* Oil touches three-week intraday low of $77.07
* Market then recovers as dollar eases
* U.S. markets closed for Martin Luther King holiday
* Warmer northern hemisphere winter, demand concerns weigh
(Updates prices)
By Christopher Johnson
LONDON, Jan 18 (Reuters) - Oil rallied above $78 per barrel
on Monday, snapping a five-day losing streak as the dollar eased
against a basket of currencies, but concern over the outlook for
energy demand and economic recovery weighed on the market.
Oil prices began last week above $80, supported by colder
winter weather in the northern hemisphere and an influx of fresh
capital from money managers and funds wishing to allocate more
cash to commodities this year.
But poor company and banking results, including figures from
JPMorgan Chase & Co <JPM.N> on Friday, concerns about prospects
for the macro economy and oil demand, as well as rising
temperatures in Europe and the United States had pulled prices
lower for five consecutive working days.
U.S. crude for February delivery <CLc1> was up 47 cents at
$78.47 a barrel by 1532 GMT on Monday, after earlier touching a
three-week intraday low of $77.07. London Brent crude <LCOc1>
rose 24 cents to $77.35.
U.S. markets were closed on Monday for a public holiday and
volume was relatively light, traders said, suggesting the move
upwards could be short-lived.
Christopher Bellew, broker at Bache Commodities in London,
said many investors were worried about the state of oil demand.

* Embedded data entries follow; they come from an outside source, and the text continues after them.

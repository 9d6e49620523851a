//! Calibration landmark lookup.

use implant_types::{LandmarkSet, ShapeLabel};

use crate::classify::LabelClassifier;
use crate::definition::ProductDefinition;
use crate::error::SchemeResult;

/// Fallback neck-shaft angle when a product publishes no table.
const DEFAULT_SHAFT_ANGLE_DEG: f64 = 45.0;

/// Pure (sub-range, offset) lookup into the calibration tables.
#[derive(Debug, Clone, Copy)]
pub struct LandmarkTable<'a> {
    def: &'a ProductDefinition,
}

impl<'a> LandmarkTable<'a> {
    /// Creates a lookup over `def`.
    #[must_use]
    pub fn new(def: &'a ProductDefinition) -> Self {
        Self { def }
    }

    /// The landmark set of a stem label.
    ///
    /// Labels inside a declared family but beyond the authored calibration
    /// rows yield [`LandmarkSet::zero`]; that fallback is part of the
    /// published contract, not a failure.
    pub fn landmarks(&self, label: ShapeLabel) -> SchemeResult<LandmarkSet> {
        let stem = LabelClassifier::new(self.def).require_stem(label)?;
        Ok(self
            .def
            .landmarks
            .rows
            .get(stem.range_index)
            .and_then(|rows| rows.get(stem.offset as usize))
            .copied()
            .unwrap_or_else(LandmarkSet::zero))
    }

    /// The neck-shaft angle of a stem label's family, degrees.
    pub fn shaft_angle(&self, label: ShapeLabel) -> SchemeResult<f64> {
        let stem = LabelClassifier::new(self.def).require_stem(label)?;
        Ok(self
            .def
            .landmarks
            .shaft_angles
            .get(stem.range_index)
            .copied()
            .unwrap_or(DEFAULT_SHAFT_ANGLE_DEG))
    }
}

#[cfg(test)]
mod tests {
    use super::*;
    use crate::definition::tests_fixture::two_family_product;
    use approx::assert_relative_eq;

    #[test]
    fn test_lookup_is_per_offset() {
        let def = two_family_product();
        let table = LandmarkTable::new(&def);
        let std = &def.sub_ranges[0];

        let first = table.landmarks(std.label_at(0)).unwrap();
        let third = table.landmarks(std.label_at(2)).unwrap();
        assert_relative_eq!(first.neck_origin.x, -11.0, epsilon = 1e-12);
        assert_relative_eq!(third.neck_origin.x, -13.0, epsilon = 1e-12);
    }

    #[test]
    fn test_non_stem_is_precondition_violation() {
        let def = two_family_product();
        let table = LandmarkTable::new(&def);
        assert!(table.landmarks(def.default_head).is_err());
        assert!(table.landmarks(def.cutplane_label).is_err());
    }

    #[test]
    fn test_shaft_angle_per_family() {
        let def = two_family_product();
        let table = LandmarkTable::new(&def);
        assert_relative_eq!(
            table.shaft_angle(def.sub_ranges[0].label0).unwrap(),
            45.0,
            epsilon = 1e-12
        );
        assert_relative_eq!(
            table.shaft_angle(def.sub_ranges[1].label0).unwrap(),
            55.0,
            epsilon = 1e-12
        );
    }
}
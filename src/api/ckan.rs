use crate::error::SyncError;
use crate::types::Dataset;
use reqwest::StatusCode;
use reqwest::header::{AUTHORIZATION, HeaderMap, HeaderValue};
use serde::Deserialize;
use std::future::Future;
use tracing::warn;
use url::Url;

/// Lookup of host datasets by id or name.
pub trait DatasetSource: Send + Sync {
    /// `None` when the host does not know the dataset.
    fn package_show(
        &self,
        id: &str,
    ) -> impl Future<Output = Result<Option<Dataset>, SyncError>> + Send;
}

#[derive(Debug, Deserialize)]
struct ActionEnvelope<T> {
    success: bool,
    result: Option<T>,
}

/// Host catalog action API client (`/api/3/action/...`).
#[derive(Clone)]
pub struct CkanClient {
    client: reqwest::Client,
    root: Url,
}

impl CkanClient {
    pub fn new(root: Url, api_key: Option<&str>) -> Result<Self, SyncError> {
        let mut headers = HeaderMap::new();
        if let Some(key) = api_key.filter(|k| !k.is_empty()) {
            let mut value = HeaderValue::from_str(key)
                .map_err(|_| SyncError::invalid("ckan_api_key", "not a valid header value"))?;
            value.set_sensitive(true);
            headers.insert(AUTHORIZATION, value);
        }
        let client = reqwest::Client::builder()
            .user_agent(super::USER_AGENT)
            .default_headers(headers)
            .build()?;
        Ok(Self { client, root })
    }

    fn action_url(&self, action: &str) -> Result<Url, SyncError> {
        let mut url = self.root.clone();
        url.path_segments_mut()
            .map_err(|_| SyncError::UrlParse(url::ParseError::RelativeUrlWithCannotBeABaseBase))?
            .pop_if_empty()
            .extend(["api", "3", "action", action]);
        Ok(url)
    }
}

impl DatasetSource for CkanClient {
    async fn package_show(&self, id: &str) -> Result<Option<Dataset>, SyncError> {
        let url = self.action_url("package_show")?;
        let resp = self.client.get(url).query(&[("id", id)]).send().await?;
        match resp.status() {
            StatusCode::NOT_FOUND => return Ok(None),
            s if !s.is_success() => {
                warn!(dataset = id, status = %s, "package_show failed");
                return Err(SyncError::HostStatus(s));
            }
            _ => {}
        }
        let envelope: ActionEnvelope<Dataset> = resp.json().await?;
        if !envelope.success {
            return Ok(None);
        }
        Ok(envelope.result)
    }
}
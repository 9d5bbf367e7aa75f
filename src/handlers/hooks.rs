use crate::error::SyncError;
use crate::middleware::RequireAdminKey;
use crate::server::router::AppState;
use crate::service::{ResourceEvent, Task};
use axum::{
    Json,
    extract::{Path, State},
    http::StatusCode,
};
use serde::Deserialize;
use serde_json::{Value, json};
use tracing::debug;

#[derive(Debug, Deserialize)]
pub struct ResourceHook {
    pub dataset_id: String,
    pub event: ResourceEvent,
}

pub(crate) fn enqueue(state: &AppState, task: Task) -> Result<(StatusCode, Json<Value>), SyncError> {
    let name = task.name();
    let dataset_id = task.dataset_id().to_string();
    state.queue.submit(task)?;
    debug!(task = name, dataset = %dataset_id, "task queued");
    Ok((
        StatusCode::ACCEPTED,
        Json(json!({"queued": name, "dataset_id": dataset_id})),
    ))
}

/// POST /hooks/datasets/{id} -> host created, updated or deleted a dataset.
pub async fn dataset_hook(
    _auth: RequireAdminKey,
    State(state): State<AppState>,
    Path(dataset_id): Path<String>,
) -> Result<(StatusCode, Json<Value>), SyncError> {
    enqueue(&state, Task::SyncDataset { dataset_id })
}

/// POST /hooks/resources/{id} -> a resource of a dataset changed.
pub async fn resource_hook(
    _auth: RequireAdminKey,
    State(state): State<AppState>,
    Path(resource_id): Path<String>,
    Json(hook): Json<ResourceHook>,
) -> Result<(StatusCode, Json<Value>), SyncError> {
    enqueue(
        &state,
        Task::SyncResource {
            dataset_id: hook.dataset_id,
            resource_id,
            event: hook.event,
        },
    )
}
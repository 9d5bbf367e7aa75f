//! Host dataset -> data.world document mapping.
//!
//! Pure functions only; nothing here touches the network or the store.

pub mod files;
pub mod slug;
pub mod tags;
pub mod text;

pub use files::remote_file;
pub use slug::dataworld_name;
pub use tags::normalize_tags;
pub use text::{short_description, strip_markup, truncate};

use crate::types::{Dataset, RemoteDataset, Visibility};

/// Label used for any license code missing from [`LICENSES`].
pub const OTHER_LICENSE: &str = "Other";

/// Host license code -> data.world license label.
pub const LICENSES: &[(&str, &str)] = &[
    ("cc-by", "CC-BY"),
    ("other-pd", "Public Domain"),
    ("odc-pddl", "PDDL"),
    ("cc-zero", "CC-0"),
    ("odc-by", "ODC-BY"),
    ("cc-by-sa", "CC-BY-SA"),
    ("odc-odbl", "ODC-ODbL"),
    ("cc-nc", "CC BY-NC"),
];

pub fn license_label(code: Option<&str>) -> &'static str {
    code.and_then(|code| LICENSES.iter().find(|(k, _)| *k == code))
        .map(|(_, label)| *label)
        .unwrap_or(OTHER_LICENSE)
}

/// Build the document PUT to data.world for `dataset`.
pub fn format_dataset(dataset: &Dataset) -> RemoteDataset {
    let notes = dataset.notes.as_deref().unwrap_or_default();
    RemoteDataset {
        title: dataset.display_title().to_string(),
        description: short_description(&strip_markup(notes)),
        summary: notes.to_string(),
        tags: normalize_tags(&dataset.tags),
        license: license_label(dataset.license_id.as_deref()).to_string(),
        visibility: if dataset.private {
            Visibility::Private
        } else {
            Visibility::Open
        },
        files: dataset.resources.iter().map(remote_file).collect(),
    }
}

"Funds are holding sizeable positions, the weather is
warming in the northern hemisphere and there are concerns that
there is ample supply and a fragile outlook for demand," Bellew
said. "Momentum is the key to this market and it has gained
downward momentum."
Eugen Weinberg, head of commodities analysis at Commerzbank
in Frankfurt, agreed: "Market sentiment seems to have turned
after prices failed to stay above $80 per barrel."
DEMAND
The dollar index, a gauge of the greenback's performance
against six other currencies, slipped to 77.101 by 1532 GMT,
down from Friday's U.S. close of 77.323 <.DXY>. []
The prices of oil and other commodities often move inversely
to the dollar because they are traded on international markets
in the U.S. currency.
Crude oil prices have steadily fallen since striking a
15-month intraday high of $83.95 a barrel on Jan. 11, dragged
down by weak U.S. economic data and fears of a sluggish rebound
in demand in the world's largest energy consumer.
Oil is now almost 50 percent below its lifetime high of more
than $147 a barrel hit in July 2008.
The International Energy Agency (IEA) said on Monday the end
of huge economic stimulus packages around the globe threatened a
modest recovery in global oil demand this year. []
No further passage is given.